But I didn’t have a doctor’s note.

“I have to do gym tomorrow if I don’t have a doctor’s note,” I pleaded with my parents.

“Are you kidding me?” My father shot back. “Just lift up your shirt and show her the bandages. You don’t need a note.”

I was desperate and afraid. I rushed into my sister Elizabeth’s room. Eighteen months older than me, she was much more knowledgeable about the world, and most importantly, knew how to write in cursive.

“Can you please write a note pretending like you’re the doctor?” I begged her.

And on a tiny notepad, in precarious, light pencil, she scrawled a note in her fourth grade cursive handwriting. It was barely legible, barely visible under Mrs. Gridley’s thick bottle-bottomed reading glasses the next morning.

“What does this SAY?” she demanded, peeking her eyes over her glasses at me.

“I—I can’t do gym today. I—I burned myself.”

“Well, I can barely read this. Is it from the doctor?”

“Y-yes…” I looked down, horrified at the idea of having to pull up my shirt, to expose to her and the rest of the world a stomach full of blisters and scars.

“Well, go sit down then and do your other homework.”

And that’s the first time I ever got away with something with a teacher.

Third Grade

“What do you mean, you’re leaving??” we all recited the same chorus. Mrs. Emerson, my sister’s favorite teacher to date, and now mine, had taken a principal job at another school in a different town. Mrs. Emerson, who gave me all the most challenging spelling words and math sheets, who let me curl up in her walled-off reading nook with a book when I finished my work early (and I always finished it early), who let me sit with my best friend, Kellie, even though we stole whispered conversations every chance we got.

Finally! A great teacher! And she was leaving right after Christmas?

At our class Christmas party, all the kids with the stay-at-home moms brought treats. Venison someone’s dad had hunted. Rice Krispie treats decorated with Red Hots. Gingerbread cookies that crumbled into brown bits on the floor.

We had a Secret Santa, and I pulled my crush’s name! I was so excited to buy him a book about Ziggy, his favorite comic.

It was the saddest, most bittersweet day. At the end, Mrs. Emerson went to the tree and started opening presents that students had brought. Just like all the other school years, I thought only a few students would bring her a gift. But as she opened up one picture frame or bottle of perfume or ornament after another, I began to realize that every student in the class had brought her something.

Every student but me.

I began to sweat. I put my palms under my butt and moved to the back of the crowd on the carpet. My parents didn’t have a lot of money, but neither did any of the other kids in that blue-collar, no-work town. And she was the best teacher ever! I was mortified. I felt selfish and sick.

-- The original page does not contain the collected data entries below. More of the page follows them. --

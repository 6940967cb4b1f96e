use super::tables::{DEFAULT_SUGGESTIONS, FILLER_SUGGESTION};
use super::*;

#[test]
fn test_bulleted_suggestions_extracted_and_padded() {
    let raw = "Here are some suggestions:\n\
               • That sounds great!\n\
               • I'd love to join you\n\
               Analysis: this shows enthusiasm";

    let curated = curate(raw);
    assert_eq!(
        curated.suggestions,
        vec![
            "That sounds great!".to_string(),
            "I'd love to join you".to_string(),
            FILLER_SUGGESTION.to_string(),
        ]
    );
    assert!(!curated.response.contains("this shows"));
    assert!(!curated.response.contains("That sounds great!"));
}

#[test]
fn test_suggestion_bounds_hold() {
    let raw = "Suggestions:\n\
               Sounds perfect, see you there!\n\
               I'll bring the snacks this time\n\
               Let's do Saturday instead, works better for me\n\
               Count me in for sure, wouldn't miss it\n\
               Honestly I can't wait, it's been too long";

    let suggestions = extract_suggestions(raw);
    assert!(suggestions.len() >= 3 && suggestions.len() <= 4);
    for s in &suggestions {
        let len = s.chars().count();
        assert!(len > 5 && len < 200, "bad length for {s:?}");
    }
}

#[test]
fn test_duplicates_removed_first_seen_order() {
    let raw = "You could say:\n\
               - Sounds perfect, see you there!\n\
               - Happy to help with the move\n\
               - Sounds perfect, see you there!";

    let suggestions = extract_suggestions(raw);
    assert_eq!(suggestions[0], "Sounds perfect, see you there!");
    assert_eq!(suggestions[1], "Happy to help with the move");
    let unique: std::collections::HashSet<_> = suggestions.iter().collect();
    assert_eq!(unique.len(), suggestions.len());
}

#[test]
fn test_ordinal_and_quote_prefixes_stripped() {
    let raw = "Try saying:\n\
               1. \"Absolutely, count me in\"\n\
               2. 'Give me ten minutes'";

    let suggestions = extract_suggestions(raw);
    assert_eq!(suggestions[0], "Absolutely, count me in");
    assert_eq!(suggestions[1], "Give me ten minutes");
}

#[test]
fn test_empty_extraction_falls_back_to_default_set() {
    let raw = "Short.\nOk.";
    let suggestions = extract_suggestions(raw);
    assert_eq!(
        suggestions,
        DEFAULT_SUGGESTIONS
            .iter()
            .map(|s| s.to_string())
            .collect::<Vec<_>>()
    );
}

#[test]
fn test_speaker_lines_are_not_candidates() {
    let raw = "You: are we still on for tonight?\n\
               Them: yes, looking forward to it!";
    let suggestions = extract_suggestions(raw);
    // Nothing extractable, so the default set applies.
    assert_eq!(suggestions.len(), 4);
    assert_eq!(suggestions[0], "That sounds great!");
}

#[test]
fn test_filler_stripping_is_idempotent() {
    let raw = "Good advice here. Feel free to choose one that fits your style!";
    let once = strip_closing_fillers(raw);
    let twice = strip_closing_fillers(&once);
    assert_eq!(once, twice);
    assert!(!once.contains("Feel free"));
}

#[test]
fn test_body_placeholder_when_everything_removed() {
    let raw = "Suggestions:\n• That sounds great, count me in!";
    let curated = curate(raw);
    assert_eq!(
        curated.response,
        "Based on your conversation style, here are some good response options."
    );
}

#[test]
fn test_blank_runs_collapse() {
    let raw = "Based on the vibe, you can ask about timing directly.\n\n\n\
               Consider mentioning the weekend plans as well.";
    let curated = curate(raw);
    assert!(!curated.response.contains("\n\n"));
    assert!(curated.response.contains("ask about timing"));
    assert!(curated.response.contains("weekend plans"));
}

I wanted more than anything to have the guts to go up to her after the last bell and tell her she was my favorite, tell her how much I’d miss her, tell her how sorry I was that I didn’t buy her a gift. But my small pulled-in-hallway kindergarten self took over, and I bolted out the door and into the freezing cold New York winter, barely able to breathe by the time I ran down the hill and into my babysitter’s living room.

Six weeks later, when everyone else in the class received a thank you card from Mrs. Emerson for the nice Christmas gift, she sent me a letter too, thanking me for being such a great student.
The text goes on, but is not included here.